In a subsequent step, in order to maximize the utility of both COG variables in distinguishing credible from noncredible test performance, we computed a Cognitrone Compound Score (CCS) by considering maximum value of each of the COG variables in classifying credible and noncredible performance. The CCS was derived by summing up the COG variables, each weighted with their unstandardized regression coefficients as obtained from the logistic regression model. The utility of the CCS in distinguishing credible from noncredible test performance was examined in another ROC analysis. Further, classification statistics sensitivity and specificity were presented for various cut scores of the CCS, together with their corresponding positive and negative predictive values (PPV, NPV) for a range of hypothetical base rate assumptions.

Results

Of the 265 individuals entering data analysis, 122 (46%) individuals passed, and 143 (54%) individuals failed the performance validity assessment based on the WMT. Descriptive information and cognitive test performance of individuals passing and failing performance validity assessment are presented in Table 1. As expected, the group failing the WMT differed substantially from the group passing the WMT in all variables of this test, as indicated by Cohen’s d effect sizes larger than two in five of the six WMT variables. Further, the group showing noncredible test performance indicated a slightly smaller number of years of education (small effect) and higher scores in depressive symptoms (medium effect) than the group showing credible test data; however, both groups did not differ significantly in age or gender. With regard to the Cognitrone, data analyses revealed in the group with noncredible test performance a significantly smaller number of Sum of Responses (indicating slower response speed) and a higher percentage of Incorrect Responses (indicating lower accuracy) compared to the group with credible test performance (large effect sizes). Group differences in attention performance are underlined by a substantial number of individuals failing the WMT who scored below average (PR ≤ 8) in Sum of Responses (49.8%) and Incorrect Responses (38.1%) of the Cognitrone, compared to individuals passing the WMT of which only up to a quarter scored below average, i.e., 26.2% on Sum of Responses and 11.5% on Incorrect Responses. Additional exploratory analysis was performed by classifying test performance as credible (WMT-pass) only if all three WMT validity indices were above 90%. Descriptive statistics of this stricter WMT-pass criterion are presented in Table S1 of the supplementary file. One can see largely similar results than shown in the analysis with conventional WMT performance categorization, with the exception of a smaller proportion of individuals passing the WMT who scored in the below average range of the COG-Sum (20.0% vs. 26.2%) (Table 2).

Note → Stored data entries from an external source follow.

/*!
 * Data Pages and Block Records
 * Page list links, block chain records and on-page header tags
 */

use super::free_list::IndexKey;
use crate::core::limits::{BLOCK_HEADER_SIZE, BLOCK_TAG_MAGIC, BLOCK_TAG_SIZE, PAGE_HEADER_SIZE};
use crate::core::types::{Address, BlockId, FamilyId, PageId, Size, Slot};
use crate::memory::traits::VmRegion;
use std::ptr::NonNull;

/// Bookkeeping for one contiguous byte range of a data page
#[derive(Debug, Clone)]
pub(crate) struct BlockMeta {
    pub is_free: bool,
    /// Payload bytes, excluding the header
    pub size: Size,
    /// Header offset from the start of the page; fixed once assigned
    pub offset: Size,
    pub page: PageId,
    /// Chain neighbours in memory order
    pub prev: Option<BlockId>,
    pub next: Option<BlockId>,
    /// Present exactly while the block is free
    pub index_key: Option<IndexKey>,
}

impl BlockMeta {
    /// Offset one past the last payload byte
    #[inline]
    pub fn end(&self) -> Size {
        self.offset + BLOCK_HEADER_SIZE + self.size
    }

    #[inline]
    pub fn payload_offset(&self) -> Size {
        self.offset + BLOCK_HEADER_SIZE
    }
}

/// One mapped page (or run of pages) owned by a single family
#[derive(Debug)]
pub(crate) struct DataPage {
    pub region: VmRegion,
    pub family: FamilyId,
    pub prev: Option<PageId>,
    pub next: Option<PageId>,
    /// Lowest block; survives every merge since merges fold into the earlier block
    pub first_block: BlockId,
}

/// Integrity tag stamped into the leading bytes of each block header
#[repr(C)]
#[derive(Debug, Clone, Copy, PartialEq, Eq)]
pub(crate) struct BlockTag {
    pub magic: u32,
    pub index: u32,
    pub generation: u32,
    pub size: u32,
}

const _: () = assert!(std::mem::size_of::<BlockTag>() == BLOCK_TAG_SIZE);

impl BlockTag {
    pub fn new(block: BlockId, size: Size) -> Self {
        let slot: Slot = block.into();
        Self {
            magic: BLOCK_TAG_MAGIC,
            index: slot.index,
            generation: slot.generation,
            size: size as u32,
        }
    }
}

/// Payload bytes a fresh data page of `len` bytes offers as one free block
#[inline]
pub(crate) fn max_allocatable(len: Size) -> Size {
    len.saturating_sub(PAGE_HEADER_SIZE + BLOCK_HEADER_SIZE)
}

impl DataPage {
    #[inline]
    pub fn base(&self) -> Address {
        self.region.address()
    }

    #[inline]
    pub fn len(&self) -> Size {
        self.region.len()
    }

    /// Pointer to `offset` bytes into the page
    ///
    /// Callers pass offsets derived from block records, which never exceed
    /// the page length.
    #[inline]
    pub fn ptr_at(&self, offset: Size) -> NonNull<u8> {
        debug_assert!(offset <= self.len());
        // SAFETY: offset stays inside the mapping owned by this page.
        unsafe { NonNull::new_unchecked(self.region.base().as_ptr().add(offset)) }
    }

    pub fn write_tag(&self, offset: Size, tag: BlockTag) {
        debug_assert!(offset + BLOCK_TAG_SIZE <= self.len());
        // SAFETY: header bytes lie inside the mapping; unaligned because
        // element sizes place headers at arbitrary offsets.
        unsafe {
            std::ptr::write_unaligned(self.ptr_at(offset).as_ptr().cast::<BlockTag>(), tag);
        }
    }

    pub fn read_tag(&self, offset: Size) -> BlockTag {
        debug_assert!(offset + BLOCK_TAG_SIZE <= self.len());
        // SAFETY: see `write_tag`.
        unsafe { std::ptr::read_unaligned(self.ptr_at(offset).as_ptr().cast::<BlockTag>()) }
    }

    /// Wipe a header whose bytes were absorbed into a neighbour's payload
    pub fn clear_tag(&self, offset: Size) {
        self.zero(offset, BLOCK_TAG_SIZE);
    }

    pub fn zero(&self, offset: Size, len: Size) {
        debug_assert!(offset + len <= self.len());
        // SAFETY: range lies inside the mapping owned by this page.
        unsafe {
            std::ptr::write_bytes(self.ptr_at(offset).as_ptr(), 0, len);
        }
    }
}
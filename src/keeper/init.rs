use crate::capability::RegistrationRequest;
use crate::fsm::NodeState;
use crate::keeper::{Keeper, KeeperError};
use crate::state_store::{InitMarker, InitStage};

impl Keeper {
    /// Register this node with the monitor and persist the initial state.
    ///
    /// The init marker is written before the first monitor contact and
    /// records what we found on disk, so a crash anywhere in here resumes
    /// instead of re-discovering (and possibly re-seeding) from scratch.
    /// The marker is removed by the init transitions once the node has
    /// converged to its first assigned role.
    pub async fn initialize(&mut self) -> Result<(), KeeperError> {
        self.liveness.create()?;

        // A persisted state file means a registration already succeeded;
        // re-registering would hand us a new identity and lose the slot
        // names the monitor reserved under the old one. When the marker is
        // also present the previous run crashed mid-initialization: the
        // recorded stage stands and the loop finishes the job.
        if self.store.exists() {
            self.state = self.store.load()?;
            if self.init_marker.exists() {
                slog::info!(self.logger, "Resuming an unfinished initialization";
                    "node_id" => self.state.node_id,
                    "assigned_role" => %self.state.assigned_role);
            } else {
                slog::info!(self.logger, "Node is already initialized";
                    "current_role" => %self.state.current_role);
            }
            return Ok(());
        }

        let stage = self.discover_init_stage().await;
        self.init_marker.save(&InitMarker::new(stage))?;
        slog::info!(self.logger, "Recorded pre-initialization state"; "stage" => ?stage);

        let request = RegistrationRequest {
            formation: self.config.formation.clone(),
            node_name: self.config.node_name.clone(),
            node_host: self.config.node_host.clone(),
            node_port: self.config.node_port,
            desired_group_id: None,
            candidate_priority: self.config.candidate_priority,
            replication_quorum: self.config.replication_quorum,
        };
        let assigned = self.monitor.register_node(&request).await?;

        self.state.node_id = assigned.node_id;
        self.state.group_id = assigned.group_id;
        self.state.current_role = NodeState::Init;
        self.state.assigned_role = assigned.role;
        self.store.save(&self.state)?;

        slog::info!(self.logger, "Registered with the monitor";
            "node_id" => assigned.node_id,
            "group_id" => assigned.group_id,
            "assigned_role" => %assigned.role,
        );
        Ok(())
    }

    async fn discover_init_stage(&self) -> InitStage {
        if !self.pg_ctl.data_directory_exists() {
            return InitStage::Empty;
        }
        if !self.pg_ctl.is_running().await {
            return InitStage::Exists;
        }
        match self.sql.is_in_recovery().await {
            Ok(false) => InitStage::Primary,
            // In recovery, or running but not answering queries yet.
            _ => InitStage::Running,
        }
    }
}
mod control_loop;
mod init;
mod keeper;
mod partition;

pub use control_loop::{LoopExit, TickOutcome};
pub use keeper::{Keeper, KeeperError, PgLocalState};
pub use partition::check_network_partition;
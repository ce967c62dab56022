//! In-memory implementations of the capability seams, used by unit and
//! integration tests to script whole failover scenarios without a real
//! database or monitor.

mod monitor;
mod postgres;

pub use monitor::FakeMonitor;
pub use postgres::FakePostgres;

use crate::config::{ConfigError, ConfigLoader, KeeperOptions};
use slog::Drain;
use std::sync::Mutex;

pub fn stdout_logger() -> slog::Logger {
    let decorator = slog_term::PlainSyncDecorator::new(std::io::stdout());
    let drain = slog_term::FullFormat::new(decorator).build().fuse();
    let drain = slog_async::Async::new(drain).build().fuse();
    slog::Logger::root(drain, slog::o!())
}

/// Hands out a stored copy of the options on every load, standing in for
/// re-reading a configuration file.
pub struct StaticConfigLoader {
    options: Mutex<KeeperOptions>,
}

impl StaticConfigLoader {
    pub fn new(options: KeeperOptions) -> Self {
        StaticConfigLoader {
            options: Mutex::new(options),
        }
    }

    /// What the next reload will see.
    pub fn replace(&self, options: KeeperOptions) {
        *self.options.lock().unwrap() = options;
    }
}

impl ConfigLoader for StaticConfigLoader {
    fn load(&self) -> Result<KeeperOptions, ConfigError> {
        Ok(self.options.lock().unwrap().clone())
    }
}
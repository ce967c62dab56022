use serde::{Deserialize, Serialize};
use std::fmt;
use std::str::FromStr;

/// NodeState is the FSM's state space: the roles a node can hold, as decided
/// by the monitor and implemented locally by the keeper.
///
/// Exactly one of these is the node's current role (authoritative on the
/// node) and one is the assigned role (what the monitor wants us to become).
#[derive(Copy, Clone, Debug, Hash, Eq, PartialEq, Serialize, Deserialize)]
#[serde(rename_all = "snake_case")]
pub enum NodeState {
    Init,
    Single,
    Primary,
    WaitPrimary,
    WaitStandby,
    Demoted,
    DemoteTimeout,
    Draining,
    Secondary,
    Catchingup,
    PrepPromotion,
    StopReplication,
    Maintenance,
    JoinPrimary,
    ApplySettings,
    PrepareMaintenance,
    WaitMaintenance,
    ReportLsn,
    FastForward,
    JoinSecondary,
    Dropped,
}

pub const ALL_NODE_STATES: &[NodeState] = &[
    NodeState::Init,
    NodeState::Single,
    NodeState::Primary,
    NodeState::WaitPrimary,
    NodeState::WaitStandby,
    NodeState::Demoted,
    NodeState::DemoteTimeout,
    NodeState::Draining,
    NodeState::Secondary,
    NodeState::Catchingup,
    NodeState::PrepPromotion,
    NodeState::StopReplication,
    NodeState::Maintenance,
    NodeState::JoinPrimary,
    NodeState::ApplySettings,
    NodeState::PrepareMaintenance,
    NodeState::WaitMaintenance,
    NodeState::ReportLsn,
    NodeState::FastForward,
    NodeState::JoinSecondary,
    NodeState::Dropped,
];

impl fmt::Display for NodeState {
    fn fmt(&self, f: &mut fmt::Formatter<'_>) -> fmt::Result {
        let name = match self {
            NodeState::Init => "init",
            NodeState::Single => "single",
            NodeState::Primary => "primary",
            NodeState::WaitPrimary => "wait_primary",
            NodeState::WaitStandby => "wait_standby",
            NodeState::Demoted => "demoted",
            NodeState::DemoteTimeout => "demote_timeout",
            NodeState::Draining => "draining",
            NodeState::Secondary => "secondary",
            NodeState::Catchingup => "catchingup",
            NodeState::PrepPromotion => "prepare_promotion",
            NodeState::StopReplication => "stop_replication",
            NodeState::Maintenance => "maintenance",
            NodeState::JoinPrimary => "join_primary",
            NodeState::ApplySettings => "apply_settings",
            NodeState::PrepareMaintenance => "prepare_maintenance",
            NodeState::WaitMaintenance => "wait_maintenance",
            NodeState::ReportLsn => "report_lsn",
            NodeState::FastForward => "fast_forward",
            NodeState::JoinSecondary => "join_secondary",
            NodeState::Dropped => "dropped",
        };
        f.write_str(name)
    }
}

#[derive(Debug, thiserror::Error)]
#[error("unrecognized node state {0:?}")]
pub struct ParseNodeStateError(String);

impl FromStr for NodeState {
    type Err = ParseNodeStateError;

    fn from_str(s: &str) -> Result<Self, Self::Err> {
        ALL_NODE_STATES
            .iter()
            .copied()
            .find(|state| state.to_string() == s)
            .ok_or_else(|| ParseNodeStateError(s.to_string()))
    }
}

/// MatchState is the key type used by transition table entries. The wildcard
/// is deliberately a separate variant rather than a magic NodeState value, so
/// that a live node can never hold it.
#[derive(Copy, Clone, Debug, Eq, PartialEq)]
pub enum MatchState {
    Exact(NodeState),
    Any,
}

impl MatchState {
    pub fn matches(&self, state: NodeState) -> bool {
        match self {
            MatchState::Exact(wanted) => *wanted == state,
            MatchState::Any => true,
        }
    }
}

impl fmt::Display for MatchState {
    fn fmt(&self, f: &mut fmt::Formatter<'_>) -> fmt::Result {
        match self {
            MatchState::Exact(state) => state.fmt(f),
            MatchState::Any => f.write_str("(any)"),
        }
    }
}
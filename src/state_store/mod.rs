mod init_marker;
mod status_file;
mod store;

pub use init_marker::{InitMarker, InitMarkerFile, InitStage};
pub use status_file::{ExpectedPostgresStatus, StatusFileBridge};
pub use store::{FileStateStore, KeeperState, STATE_FORMAT_VERSION};

use std::fs::{self, File};
use std::io::{self, Write};
use std::path::Path;

#[derive(Debug, thiserror::Error)]
pub enum StateStoreError {
    #[error("state file i/o failure at {path}: {source}")]
    Io {
        path: String,
        #[source]
        source: io::Error,
    },
    #[error("state file at {path} is not readable: {source}")]
    Corrupt {
        path: String,
        #[source]
        source: serde_json::Error,
    },
    #[error("state file at {path} has format version {found}, expected {expected}")]
    VersionMismatch {
        path: String,
        found: u32,
        expected: u32,
    },
}

/// Replace the file at `path` atomically: write the whole content to a
/// sibling temp path, fsync it, then rename over the target. A crash at any
/// point leaves either the old file or the new one, never a torn mix.
pub(crate) fn atomic_replace(path: &Path, contents: &[u8]) -> io::Result<()> {
    let temp_path = path.with_extension("new");

    let mut file = File::create(&temp_path)?;
    file.write_all(contents)?;
    file.sync_all()?;
    drop(file);

    fs::rename(&temp_path, path)
}

pub(crate) fn io_error(path: &Path, source: io::Error) -> StateStoreError {
    StateStoreError::Io {
        path: path.display().to_string(),
        source,
    }
}
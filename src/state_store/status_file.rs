use crate::state_store::{atomic_replace, io_error, StateStoreError};
use serde::{Deserialize, Serialize};
use std::io;
use std::path::{Path, PathBuf};

/// What the companion process supervising the database server should make
/// true. Written by the reconciliation loop, read by the supervisor; the two
/// processes share nothing else.
#[derive(Copy, Clone, Debug, Eq, PartialEq, Serialize, Deserialize)]
#[serde(rename_all = "snake_case")]
pub enum ExpectedPostgresStatus {
    Unknown,
    Stopped,
    Running,
    RunningAsSubprocess,
}

#[derive(Copy, Clone, Debug, Serialize, Deserialize)]
struct StatusRecord {
    version: u32,
    expected: ExpectedPostgresStatus,
}

/// One-slot mailbox between the reconciliation loop and the database
/// supervisor process, with the same crash-safe replace semantics as the
/// state file.
pub struct StatusFileBridge {
    path: PathBuf,
}

impl StatusFileBridge {
    pub fn new(path: impl Into<PathBuf>) -> Self {
        StatusFileBridge { path: path.into() }
    }

    pub fn path(&self) -> &Path {
        &self.path
    }

    pub fn write(&self, expected: ExpectedPostgresStatus) -> Result<(), StateStoreError> {
        let record = StatusRecord {
            version: 1,
            expected,
        };
        let contents = serde_json::to_vec_pretty(&record)
            .map_err(|e| io_error(&self.path, io::Error::new(io::ErrorKind::Other, e)))?;
        atomic_replace(&self.path, &contents).map_err(|e| io_error(&self.path, e))
    }

    /// A missing file reads as Unknown: the supervisor makes no assumption
    /// until the loop has stated an expectation.
    pub fn read(&self) -> Result<ExpectedPostgresStatus, StateStoreError> {
        let contents = match std::fs::read(&self.path) {
            Ok(contents) => contents,
            Err(e) if e.kind() == io::ErrorKind::NotFound => {
                return Ok(ExpectedPostgresStatus::Unknown)
            }
            Err(e) => return Err(io_error(&self.path, e)),
        };

        let record: StatusRecord =
            serde_json::from_slice(&contents).map_err(|e| StateStoreError::Corrupt {
                path: self.path.display().to_string(),
                source: e,
            })?;
        Ok(record.expected)
    }

    /// Clearing the bridge hands control of the server back to the operator
    /// (maintenance) or to nobody (drop).
    pub fn clear(&self) -> Result<(), StateStoreError> {
        match std::fs::remove_file(&self.path) {
            Ok(()) => Ok(()),
            Err(e) if e.kind() == io::ErrorKind::NotFound => Ok(()),
            Err(e) => Err(io_error(&self.path, e)),
        }
    }
}
/// The full two-role state machine. A node changes role over its life-cycle,
/// so primary-side and standby-side states live in one table. The table is
/// ordered and lookup is first-match; the only wildcard entry is the
/// universal drop at the end.
#[rustfmt::skip]
pub const KEEPER_FSM: &[Transition] = &[
    // starting from scratch, or re-initializing after a drop
    edge(NodeState::Init, NodeState::Single,
         "Start as a single node", TransitionStep::InitPrimary),
    edge(NodeState::Dropped, NodeState::Single,
         "Start as a single node", TransitionStep::InitPrimary),
    edge(NodeState::Dropped, NodeState::ReportLsn,
         "This node is being reinitialized after having been dropped",
         TransitionStep::InitFromStandby),

    // other node(s) forcibly removed, now single
    edge(NodeState::Primary, NodeState::Single,
         "Other node was forcibly removed, now single", TransitionStep::DisableReplication),
    edge(NodeState::WaitPrimary, NodeState::Single,
         "Other node was forcibly removed, now single", TransitionStep::DisableReplication),
    edge(NodeState::JoinPrimary, NodeState::Single,
         "Other node was forcibly removed, now single", TransitionStep::DisableReplication),

    // failover occurred, primary must stop serving writes
    edge(NodeState::Primary, NodeState::Draining,
         "A failover occurred, stopping writes", TransitionStep::StopPostgres),
    edge(NodeState::Draining, NodeState::Demoted,
         "Demoted after a failover, no longer primary", TransitionStep::StopPostgres),
    edge(NodeState::Primary, NodeState::Demoted,
         "A failover occurred, no longer primary", TransitionStep::StopPostgres),
    edge(NodeState::Primary, NodeState::DemoteTimeout,
         "A failover occurred, no longer primary", TransitionStep::StopPostgres),

    edge(NodeState::JoinPrimary, NodeState::Draining,
         "A failover occurred, stopping writes", TransitionStep::StopPostgres),
    edge(NodeState::JoinPrimary, NodeState::Demoted,
         "A failover occurred, no longer primary", TransitionStep::StopPostgres),
    edge(NodeState::JoinPrimary, NodeState::DemoteTimeout,
         "A failover occurred, no longer primary", TransitionStep::StopPostgres),

    edge(NodeState::ApplySettings, NodeState::Draining,
         "A failover occurred, stopping writes", TransitionStep::StopPostgres),
    edge(NodeState::ApplySettings, NodeState::Demoted,
         "A failover occurred, no longer primary", TransitionStep::StopPostgres),
    edge(NodeState::ApplySettings, NodeState::DemoteTimeout,
         "A failover occurred, no longer primary", TransitionStep::StopPostgres),

    // primary is put to maintenance
    edge(NodeState::Primary, NodeState::PrepareMaintenance,
         "Promoting the standby to enable maintenance on the primary",
         TransitionStep::StopPostgresForPrimaryMaintenance),
    edge(NodeState::PrepareMaintenance, NodeState::Maintenance,
         "Setting up the database in standby mode for maintenance operations",
         TransitionStep::StopPostgresAndSetupStandby),
    edge(NodeState::Primary, NodeState::Maintenance,
         "Stopping the database to enable maintenance on the primary",
         TransitionStep::StopPostgresForPrimaryMaintenance),

    // was demoted, needs to be dead now
    edge(NodeState::Draining, NodeState::DemoteTimeout,
         "Secondary confirms it receives no more writes", TransitionStep::StopPostgres),
    edge(NodeState::DemoteTimeout, NodeState::Demoted,
         "Demote timeout expired", TransitionStep::StopPostgres),

    // wait_primary stopped reporting, is (supposed) dead now
    edge(NodeState::WaitPrimary, NodeState::Demoted,
         "A failover occurred, no longer primary", TransitionStep::StopPostgres),

    // demoted after a failure, but the standby was forcibly removed
    edge(NodeState::Demoted, NodeState::Single,
         "Was demoted after a failure, but secondary was forcibly removed",
         TransitionStep::ResumeAsPrimary),
    edge(NodeState::DemoteTimeout, NodeState::Single,
         "Was demoted after a failure, but secondary was forcibly removed",
         TransitionStep::ResumeAsPrimary),
    edge(NodeState::Draining, NodeState::Single,
         "Was demoted after a failure, but secondary was forcibly removed",
         TransitionStep::ResumeAsPrimary),

    // primary was forcibly removed
    edge(NodeState::Secondary, NodeState::Single,
         "Primary was forcibly removed", TransitionStep::PromoteStandby),
    edge(NodeState::Catchingup, NodeState::Single,
         "Primary was forcibly removed", TransitionStep::PromoteStandby),
    edge(NodeState::PrepPromotion, NodeState::Single,
         "Primary was forcibly removed", TransitionStep::PromoteStandby),
    edge(NodeState::StopReplication, NodeState::Single,
         "Went down to force the primary to time out, but then it was removed",
         TransitionStep::PromoteStandby),
    edge(NodeState::ReportLsn, NodeState::Single,
         "There is no other node anymore, promote this node",
         TransitionStep::PromoteStandby),

    // on the primary, wait for a standby to be ready
    edge(NodeState::Single, NodeState::WaitPrimary,
         "A new secondary was added", TransitionStep::PrepareReplication),
    edge(NodeState::Primary, NodeState::JoinPrimary,
         "A new secondary was added", TransitionStep::PrepareReplication),
    edge(NodeState::Primary, NodeState::WaitPrimary,
         "Secondary became unhealthy", TransitionStep::DisableSyncRep),
    edge(NodeState::JoinPrimary, NodeState::WaitPrimary,
         "Secondary became unhealthy", TransitionStep::DisableSyncRep),
    edge(NodeState::WaitPrimary, NodeState::JoinPrimary,
         "A new secondary was added", TransitionStep::PrepareReplication),

    // situation getting back to normal on the primary
    edge(NodeState::WaitPrimary, NodeState::Primary,
         "A healthy secondary appeared", TransitionStep::EnableSyncRep),
    edge(NodeState::JoinPrimary, NodeState::Primary,
         "A healthy secondary appeared", TransitionStep::EnableSyncRep),
    edge(NodeState::DemoteTimeout, NodeState::Primary,
         "Detected a network partition, but monitor did not do failover",
         TransitionStep::StartPostgres),

    // the primary is ready to accept a standby; we are the standby
    edge(NodeState::WaitStandby, NodeState::Catchingup,
         "The primary is now ready to accept a standby", TransitionStep::InitStandby),
    edge(NodeState::Demoted, NodeState::Catchingup,
         "A new primary is available. First try to rewind, else re-seed from backup",
         TransitionStep::RewindOrInit),
    edge(NodeState::Secondary, NodeState::Catchingup,
         "Failed to report back to the monitor, not eligible for promotion",
         TransitionStep::FollowNewPrimary),

    // we are asked to be a standby
    edge(NodeState::Catchingup, NodeState::Secondary,
         "Convinced the monitor we are up and running, eligible for promotion again",
         TransitionStep::PrepareForSecondary),

    // the standby is asked to prepare its own promotion
    edge(NodeState::Secondary, NodeState::PrepPromotion,
         "Stop traffic to primary, wait for it to finish draining",
         TransitionStep::PrepareStandbyForPromotion),
    edge(NodeState::Catchingup, NodeState::PrepPromotion,
         "Stop traffic to primary, wait for it to finish draining",
         TransitionStep::PrepareStandbyForPromotion),

    // forcefully stop replication by stopping the server
    edge(NodeState::PrepPromotion, NodeState::StopReplication,
         "Prevent against split-brain situations", TransitionStep::StopReplication),

    // finish the promotion
    edge(NodeState::StopReplication, NodeState::WaitPrimary,
         "Confirmed promotion with the monitor", TransitionStep::PromoteStandbyToPrimary),
    edge(NodeState::PrepPromotion, NodeState::WaitPrimary,
         "Promoting a standby after having blocked writes",
         TransitionStep::PromoteStandby),

    // just wait until the primary is ready
    bookkeeping(NodeState::Init, NodeState::WaitStandby,
                "Start following a primary"),
    bookkeeping(NodeState::Dropped, NodeState::WaitStandby,
                "Start following a primary"),
    bookkeeping(NodeState::Secondary, NodeState::WaitStandby,
                "Registering to a new monitor"),

    // maintenance of the standby server
    bookkeeping(NodeState::Secondary, NodeState::WaitMaintenance,
                "Waiting for the primary to disable sync replication before maintenance"),
    bookkeeping(NodeState::Catchingup, NodeState::WaitMaintenance,
                "Waiting for the primary to disable sync replication before maintenance"),
    edge(NodeState::Secondary, NodeState::Maintenance,
         "Suspending standby for manual maintenance", TransitionStep::StartMaintenanceOnStandby),
    edge(NodeState::Catchingup, NodeState::Maintenance,
         "Suspending standby for manual maintenance", TransitionStep::StartMaintenanceOnStandby),
    edge(NodeState::WaitMaintenance, NodeState::Maintenance,
         "Suspending standby for manual maintenance", TransitionStep::StartMaintenanceOnStandby),
    edge(NodeState::Maintenance, NodeState::Catchingup,
         "Restarting standby after manual maintenance is done", TransitionStep::RestartStandby),
    edge(NodeState::PrepareMaintenance, NodeState::Catchingup,
         "Restarting standby after manual maintenance is done", TransitionStep::RestartStandby),

    // new replication settings mean a fresh synchronous-standby expression
    bookkeeping(NodeState::Primary, NodeState::ApplySettings,
                "Apply new replication settings (synchronous standby expression)"),
    bookkeeping(NodeState::WaitPrimary, NodeState::ApplySettings,
                "Apply new replication settings (synchronous standby expression)"),
    edge(NodeState::ApplySettings, NodeState::Primary,
         "Back to primary after having applied new replication settings",
         TransitionStep::EnableSyncRep),

    edge(NodeState::ApplySettings, NodeState::Single,
         "Other node was forcibly removed, now single", TransitionStep::DisableReplication),
    edge(NodeState::ApplySettings, NodeState::WaitPrimary,
         "Secondary became unhealthy", TransitionStep::DisableSyncRep),
    edge(NodeState::ApplySettings, NodeState::JoinPrimary,
         "A new secondary was added", TransitionStep::PrepareReplication),

    // with multiple standbys, failover begins by reporting the current LSN
    edge(NodeState::Secondary, NodeState::ReportLsn,
         "Reporting the last write-ahead log location received", TransitionStep::ReportLsn),
    edge(NodeState::Catchingup, NodeState::ReportLsn,
         "Reporting the last write-ahead log location received", TransitionStep::ReportLsn),
    edge(NodeState::Maintenance, NodeState::ReportLsn,
         "Reporting the last write-ahead log location received", TransitionStep::ReportLsn),
    edge(NodeState::PrepareMaintenance, NodeState::ReportLsn,
         "Reporting the last write-ahead log location received", TransitionStep::ReportLsn),

    edge(NodeState::ReportLsn, NodeState::PrepPromotion,
         "Stop traffic to primary, wait for it to finish draining",
         TransitionStep::PrepareStandbyForPromotion),

    edge(NodeState::ReportLsn, NodeState::FastForward,
         "Fetching missing WAL from another standby before promotion",
         TransitionStep::FastForward),
    edge(NodeState::FastForward, NodeState::PrepPromotion,
         "Got the missing WAL bytes, promoted", TransitionStep::CleanupAsPrimary),

    edge(NodeState::ReportLsn, NodeState::JoinSecondary,
         "A failover candidate has been selected, stop replication",
         TransitionStep::CheckpointAndStopPostgres),
    edge(NodeState::ReportLsn, NodeState::Secondary,
         "Failover is done, we have a new primary to follow",
         TransitionStep::FollowNewPrimary),
    edge(NodeState::JoinSecondary, NodeState::Secondary,
         "Failover is done, we have a new primary to follow",
         TransitionStep::FollowNewPrimary),

    // old primary back online during the secondary election
    edge(NodeState::Draining, NodeState::ReportLsn,
         "Reporting the last write-ahead log location after draining",
         TransitionStep::ReportLsnAndDropSlots),
    edge(NodeState::Demoted, NodeState::ReportLsn,
         "Reporting the last write-ahead log location after being demoted",
         TransitionStep::ReportLsnAndDropSlots),

    // adding a new node when there is no primary, only non-candidate standbys
    edge(NodeState::Init, NodeState::ReportLsn,
         "Creating a new node from a standby node that is not a candidate",
         TransitionStep::InitFromStandby),

    // dropping a node works from any state
    Transition {
        current: MatchState::Any,
        assigned: MatchState::Exact(NodeState::Dropped),
        rationale: "This node is being dropped from the monitor",
        step: Some(TransitionStep::DropNode),
    },
];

Table 2 Spearman correlation coefficients (r, p) between BDI-II and Cognitrone scores

Regarding the utility of the Cognitrone in distinguishing credible from noncredible test performance, ROC analyses indicated significant predictive power for either variable, i.e., Sum of Responses, AUC = 0.791, SE = 0.028, p < 0.001, 95% CI = 0.736–0.845, and Incorrect Responses, AUC = 0.795, SE = 0.027, p < 0.001, 95% CI 0.741–0.848. Classification accuracies in terms of sensitivity, specificity, positive predictive value (PPV), and negative predictive value (NPV) are presented in Table 3. In order to capture possible incremental value when considering both variables in one model, we performed a logistic regression analysis with forward inclusion of predictor variables. This model considered first the speeded response frequency (i.e., Sum of Responses) and showed significant incremental predictive value when the accuracy index (i.e., Incorrect Responses) of the Cognitrone was entered to the model, Χ2 (2) = 135.057, p < 0.001, with Cox & Snell R2 increasing from 23.0 to 39.9% in the second step. Both variables contributed significantly to the model, with Sum of Responses, B = 0.009, SE = 0.002, Χ2 (1) = 37.215, p < 0.001, and Incorrect Responses, B =  − 0.286, SE = 0.051, Χ2 (1) = 37.175, p < 0.001. Correlation analyses between both attention scores further justified the relevance to include both in our prediction models. Whereas we observed a small effect on the total sample, r = 0.275, p < 0.001, only negligible effects were demonstrated for the WMT-pass group, r = 0.092, p = 0.311, and the WMT-fail group, r = 0.166, p = 0.048.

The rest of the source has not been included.